WORK TO COMPLETE |
Since the entries below must stay intact, return each one exactly.

_____

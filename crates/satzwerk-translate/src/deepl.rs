// SPDX-License-Identifier: PMPL-1.0-or-later
// Copyright (c) 2026 Jonathan D.A. Jewell (hyperpolymath) <jonathan.jewell@open.ac.uk>
//
// DeepL REST API backend (`/v2/translate`).

use async_trait::async_trait;
use serde::{Deserialize, Serialize};
use tracing::debug;

use satzwerk_core::config::DeepLSettings;
use satzwerk_core::error::{Result, SatzwerkError};

use crate::backend::{TranslationBackend, check_status, http_client, transport_error};

const SERVICE_ID: &str = "deepl";
const USER_AGENT: &str = concat!("satzwerk/", env!("CARGO_PKG_VERSION"));
const FREE_ENDPOINT: &str = "https://api-free.deepl.com/v2/translate";
const PRO_ENDPOINT: &str = "https://api.deepl.com/v2/translate";

const LANGUAGES: &[&str] = &[
    "ar", "bg", "cs", "da", "de", "el", "en", "es", "et", "fi", "fr", "hu", "id", "it", "ja",
    "ko", "lt", "lv", "nb", "nl", "pl", "pt", "ro", "ru", "sk", "sl", "sv", "tr", "uk", "zh",
];

#[derive(Serialize)]
struct TranslateRequest<'a> {
    text: [&'a str; 1],
    source_lang: String,
    target_lang: String,
}

#[derive(Deserialize)]
struct TranslateResponse {
    translations: Vec<Translation>,
}

#[derive(Deserialize)]
struct Translation {
    text: String,
}

pub struct DeepLBackend {
    client: reqwest::Client,
    api_key: String,
    endpoint: &'static str,
}

impl DeepLBackend {
    pub fn new(settings: &DeepLSettings) -> Result<Self> {
        if settings.api_key.is_empty() {
            return Err(SatzwerkError::config(
                "services.deepl.api_key",
                "not set (use the config file or DEEPL_API_KEY)",
            ));
        }
        // Free-tier keys end in ":fx" and only work against the free host.
        let endpoint = if settings.api_key.ends_with(":fx") {
            FREE_ENDPOINT
        } else {
            PRO_ENDPOINT
        };
        Ok(Self {
            client: http_client(SERVICE_ID, USER_AGENT)?,
            api_key: settings.api_key.clone(),
            endpoint,
        })
    }
}

/// Source languages are bare upper-case primary subtags.
fn source_code(code: &str) -> String {
    primary(code).to_ascii_uppercase()
}

/// Target languages need a regional variant for English and Portuguese.
fn target_code(code: &str) -> String {
    let upper = code.replace('_', "-").to_ascii_uppercase();
    match upper.as_str() {
        "EN" => "EN-US".into(),
        "PT" => "PT-PT".into(),
        "EN-GB" | "EN-US" | "PT-BR" | "PT-PT" => upper,
        _ => primary(code).to_ascii_uppercase(),
    }
}

fn primary(code: &str) -> &str {
    code.split(['-', '_']).next().unwrap_or(code)
}

#[async_trait]
impl TranslationBackend for DeepLBackend {
    fn service_id(&self) -> &str {
        SERVICE_ID
    }

    fn supported_languages(&self) -> &[&str] {
        LANGUAGES
    }

    async fn do_translate(
        &self,
        text: &str,
        source_lang: &str,
        target_lang: &str,
    ) -> Result<String> {
        let body = TranslateRequest {
            text: [text],
            source_lang: source_code(source_lang),
            target_lang: target_code(target_lang),
        };
        debug!(target = %body.target_lang, chars = text.len(), "sending deepl request");

        let response = self
            .client
            .post(self.endpoint)
            .header("Authorization", format!("DeepL-Auth-Key {}", self.api_key))
            .json(&body)
            .send()
            .await
            .map_err(|err| transport_error(SERVICE_ID, err))?;
        let parsed: TranslateResponse = check_status(SERVICE_ID, response)
            .await?
            .json()
            .await
            .map_err(|err| transport_error(SERVICE_ID, err))?;

        parsed
            .translations
            .into_iter()
            .next()
            .map(|t| t.text)
            .ok_or_else(|| SatzwerkError::Translation("deepl: empty response".into()))
    }
}

#[cfg(test)]
mod tests {
    use super::*;

    #[test]
    fn free_keys_use_free_host() {
        let free = DeepLBackend::new(&DeepLSettings {
            api_key: "abc:fx".into(),
        })
        .unwrap();
        assert_eq!(free.endpoint, FREE_ENDPOINT);

        let pro = DeepLBackend::new(&DeepLSettings {
            api_key: "abc".into(),
        })
        .unwrap();
        assert_eq!(pro.endpoint, PRO_ENDPOINT);
    }

    #[test]
    fn language_codes_are_mapped() {
        assert_eq!(source_code("zh-CN"), "ZH");
        assert_eq!(target_code("zh-CN"), "ZH");
        assert_eq!(target_code("en"), "EN-US");
        assert_eq!(target_code("pt_br"), "PT-BR");
        assert_eq!(target_code("de"), "DE");
    }

    #[test]
    fn request_body_shape() {
        let body = TranslateRequest {
            text: ["Hallo"],
            source_lang: "DE".into(),
            target_lang: "EN-US".into(),
        };
        let json = serde_json::to_value(&body).unwrap();
        assert_eq!(json["text"][0], "Hallo");
        assert_eq!(json["target_lang"], "EN-US");
    }
}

_____

SOLUTION TO THIS EXERCISE |
filename crates/satzwerk-translate/src/deepl.rs
// SPDX-License-Identifier: PMPL-1.0-or-later
// Copyright (c) 2026 Jonathan D.A. Jewell (hyperpolymath) <jonathan.jewell@open.ac.uk>
//
// DeepL REST API backend (`/v2/translate`).

use async_trait::async_trait;
use serde::{Deserialize, Serialize};
use tracing::debug;

use satzwerk_core::config::DeepLSettings;
use satzwerk_core::error::{Result, SatzwerkError};

use crate::backend::{TranslationBackend, check_status, http_client, transport_error};

const SERVICE_ID: &str = "deepl";
const USER_AGENT: &str = concat!("satzwerk/", env!("CARGO_PKG_VERSION"));
const FREE_ENDPOINT: &str = "https://api-free.deepl.com/v2/translate";
const PRO_ENDPOINT: &str = "https://api.deepl.com/v2/translate";

const LANGUAGES: &[&str] = &[
    "ar", "bg", "cs", "da", "de", "el", "en", "es", "et", "fi", "fr", "hu", "id", "it", "ja",
    "ko", "lt", "lv", "nb", "nl", "pl", "pt", "ro", "ru", "sk", "sl", "sv", "tr", "uk", "zh",
];

#[derive(Serialize)]
struct TranslateRequest<'a> {
    text: [&'a str; 1],
    source_lang: String,
    target_lang: String,
}

#[derive(Deserialize)]
struct TranslateResponse {
    translations: Vec<Translation>,
}

#[derive(Deserialize)]
struct Translation {
    text: String,
}

pub struct DeepLBackend {
    client: reqwest::Client,
    api_key: String,
    endpoint: &'static str,
}

impl DeepLBackend {
    pub fn new(settings: &DeepLSettings) -> Result<Self> {
        if settings.api_key.is_empty() {
            return Err(SatzwerkError::config(
                "services.deepl.api_key",
                "not set (use the config file or DEEPL_API_KEY)",
            ));
        }
        // Free-tier keys end in ":fx" and only work against the free host.
        let endpoint = if settings.api_key.ends_with(":fx") {
            FREE_ENDPOINT
        } else {
            PRO_ENDPOINT
        };
        Ok(Self {
            client: http_client(SERVICE_ID, USER_AGENT)?,
            api_key: settings.api_key.clone(),
            endpoint,
        })
    }
}

/// Source languages are bare upper-case primary subtags.
fn source_code(code: &str) -> String {
    primary(code).to_ascii_uppercase()
}

/// Target languages need a regional variant for English and Portuguese.
fn target_code(code: &str) -> String {
    let upper = code.replace('_', "-").to_ascii_uppercase();
    match upper.as_str() {
        "EN" => "EN-US".into(),
        "PT" => "PT-PT".into(),
        "EN-GB" | "EN-US" | "PT-BR" | "PT-PT" => upper,
        _ => primary(code).to_ascii_uppercase(),
    }
}

fn primary(code: &str) -> &str {
    code.split(['-', '_']).next().unwrap_or(code)
}

#[async_trait]
impl TranslationBackend for DeepLBackend {
    fn service_id(&self) -> &str {
        SERVICE_ID
    }

    fn supported_languages(&self) -> &[&str] {
        LANGUAGES
    }

    async fn do_translate(
        &self,
        text: &str,
        source_lang: &str,
        target_lang: &str,
    ) -> Result<String> {
        let body = TranslateRequest {
            text: [text],
            source_lang: source_code(source_lang),
            target_lang: target_code(target_lang),
        };
        debug!(target = %body.target_lang, chars = text.len(), "sending deepl request");

        let response = self
            .client
            .post(self.endpoint)
            .header("Authorization", format!("DeepL-Auth-Key {}", self.api_key))
            .json(&body)
            .send()
            .await
            .map_err(|err| transport_error(SERVICE_ID, err))?;
        let parsed: TranslateResponse = check_status(SERVICE_ID, response)
            .await?
            .json()
            .await
            .map_err(|err| transport_error(SERVICE_ID, err))?;

        parsed
            .translations
            .into_iter()
            .next()
            .map(|t| t.text)
            .ok_or_else(|| SatzwerkError::Translation("deepl: empty response".into()))
    }
}

#[cfg(test)]
mod tests {
    use super::*;

    #[test]
    fn free_keys_use_free_host() {
        let free = DeepLBackend::new(&DeepLSettings {
            api_key: "abc:fx".into(),
        })
        .unwrap();
        assert_eq!(free.endpoint, FREE_ENDPOINT);

        let pro = DeepLBackend::new(&DeepLSettings {
            api_key: "abc".into(),
        })
        .unwrap();
        assert_eq!(pro.endpoint, PRO_ENDPOINT);
    }

    #[test]
    fn language_codes_are_mapped() {
        assert_eq!(source_code("zh-CN"), "ZH");
        assert_eq!(target_code("zh-CN"), "ZH");
        assert_eq!(target_code("en"), "EN-US");
        assert_eq!(target_code("pt_br"), "PT-BR");
        assert_eq!(target_code("de"), "DE");
    }

    #[test]
    fn request_body_shape() {
        let body = TranslateRequest {
            text: ["Hallo"],
            source_lang: "DE".into(),
            target_lang: "EN-US".into(),
        };
        let json = serde_json::to_value(&body).unwrap();
        assert_eq!(json["text"][0], "Hallo");
        assert_eq!(json["target_lang"], "EN-US");
    }
}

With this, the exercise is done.